# Task statement
Go through the data and copy every line in which "PublicApprovalLink" appears.
--- Materials provided Enclosed Below ---
//! Record store contract consumed by the engine.
//!
//! The engine never talks SQL directly. Every read, conditional insert and
//! update it needs goes through [`RecordStore`], which the SQLite
//! [`Database`](crate::db::Database) implements. Store methods return
//! `anyhow::Result`; the engine lifts failures into
//! [`EngineError::Storage`](crate::error::EngineError::Storage).

use anyhow::Result;
use chrono::NaiveDate;
use serde::{Deserialize, Serialize};

use crate::types::{
    Board, Client, ClientTask, ClientTaskStatus, GenerationTemplate, LifecycleRecord, MonthRef,
    PublicApprovalLink, RecurrenceUpdate, Task, TaskKind, User,
};

/// Fields for a new general task.
#[derive(Debug, Clone, Default, Serialize, Deserialize)]
pub struct NewTask {
    pub user_id: String,
    pub title: String,
    #[serde(default)]
    pub description: Option<String>,
    #[serde(default)]
    pub due_date: Option<NaiveDate>,
    #[serde(default)]
    pub time: Option<String>,
    /// Board the task is created on (defaults to `general`).
    #[serde(default)]
    pub board: Option<Board>,
    #[serde(default)]
    pub is_daily_recurring: bool,
    #[serde(default)]
    pub parent_task_id: Option<String>,
    #[serde(default)]
    pub tags: Vec<String>,
    /// Idempotency key; a second insert with the same key returns the first task.
    #[serde(default)]
    pub generation_key: Option<String>,
}

/// Fields for a new client task.
#[derive(Debug, Clone, Default, Serialize, Deserialize)]
pub struct NewClientTask {
    pub client_id: String,
    pub title: String,
    #[serde(default)]
    pub description: Option<String>,
    #[serde(default)]
    pub template_id: Option<String>,
    #[serde(default)]
    pub month_year_reference: Option<MonthRef>,
    #[serde(default)]
    pub due_date: Option<NaiveDate>,
    #[serde(default)]
    pub board: Option<Board>,
    #[serde(default)]
    pub is_daily_recurring: bool,
    #[serde(default)]
    pub parent_task_id: Option<String>,
    #[serde(default)]
    pub is_standard_task: bool,
    #[serde(default)]
    pub public_approval_enabled: bool,
    /// Generation slot; `None` for ad hoc tasks.
    #[serde(default)]
    pub slot: Option<crate::schedule::SlotKey>,
}

/// Scores daily-recurring records given the previous watermark.
pub type DailyPlanner<'a> =
    dyn Fn(Option<NaiveDate>, &[LifecycleRecord]) -> Vec<RecurrenceUpdate> + 'a;

/// Storage operations the core depends on.
///
/// Implementations must make `insert_generated_client_task` and
/// `insert_task_if_absent` conflict-tolerant on their uniqueness keys, and
/// `advance_daily_recurring` atomic with respect to the watermark and to
/// completions of the records it reads.
pub trait RecordStore: Send + Sync {
    // Tenants

    fn list_users(&self) -> Result<Vec<User>>;

    fn get_user(&self, user_id: &str) -> Result<Option<User>>;

    fn get_client(&self, client_id: &str) -> Result<Option<Client>>;

    // Templates and generation

    fn get_template(&self, template_id: &str) -> Result<Option<GenerationTemplate>>;

    /// Active templates across all of the user's clients.
    fn list_active_templates(&self, user_id: &str) -> Result<Vec<GenerationTemplate>>;

    /// Client tasks previously generated for (client, template, month).
    fn list_generated_client_tasks(
        &self,
        client_id: &str,
        template_id: &str,
        month: MonthRef,
    ) -> Result<Vec<ClientTask>>;

    /// Insert a generated client task; `Ok(None)` when its slot already exists.
    fn insert_generated_client_task(&self, task: &NewClientTask) -> Result<Option<ClientTask>>;

    /// Insert a task keyed by `generation_key`, returning the existing one on conflict.
    fn insert_task_if_absent(&self, task: &NewTask) -> Result<Task>;

    /// Point a client task at its mirrored general task.
    fn link_main_task(&self, client_task_id: &str, main_task_id: &str) -> Result<()>;

    // Rollover

    /// Incomplete, non-daily tasks of both kinds due before `today` and not yet overdue.
    fn list_overdue_candidates(&self, user_id: &str, today: NaiveDate)
    -> Result<Vec<LifecycleRecord>>;

    /// Move a record to the overdue board unless it is already there.
    /// Returns whether a row changed.
    fn mark_overdue(&self, kind: TaskKind, id: &str, now_ms: i64) -> Result<bool>;

    /// Claim the user's watermark for `today`, read their daily-recurring
    /// records and write what `planner` returns, all in one transaction.
    ///
    /// `planner` receives the watermark as it stood before the claim.
    /// Returns `None` (and writes nothing) when the watermark was already at
    /// or past `today`.
    fn advance_daily_recurring(
        &self,
        user_id: &str,
        today: NaiveDate,
        planner: &DailyPlanner<'_>,
    ) -> Result<Option<Vec<RecurrenceUpdate>>>;

    // Board transitions

    fn get_task(&self, task_id: &str) -> Result<Option<Task>>;

    fn get_client_task(&self, client_task_id: &str) -> Result<Option<ClientTask>>;

    /// Set `current_board` and completion state of a general task.
    fn set_task_board(&self, task_id: &str, board: Board, completed: bool, now_ms: i64)
    -> Result<Task>;

    /// Set status, board and completion state of a client task.
    fn set_client_task_status(
        &self,
        client_task_id: &str,
        status: ClientTaskStatus,
        board: Board,
        completed: bool,
        now_ms: i64,
    ) -> Result<ClientTask>;

    fn get_approval_link(&self, token: &str) -> Result<Option<PublicApprovalLink>>;

    // Presentation reads

    fn list_tasks(&self, user_id: &str, board: Option<Board>) -> Result<Vec<Task>>;

    fn list_client_tasks(&self, client_id: &str) -> Result<Vec<ClientTask>>;
}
--- End of Enclosed Materials provided ---
# Task solution
    PublicApprovalLink, RecurrenceUpdate, Task, TaskKind, User,
    fn get_approval_link(&self, token: &str) -> Result<Option<PublicApprovalLink>>;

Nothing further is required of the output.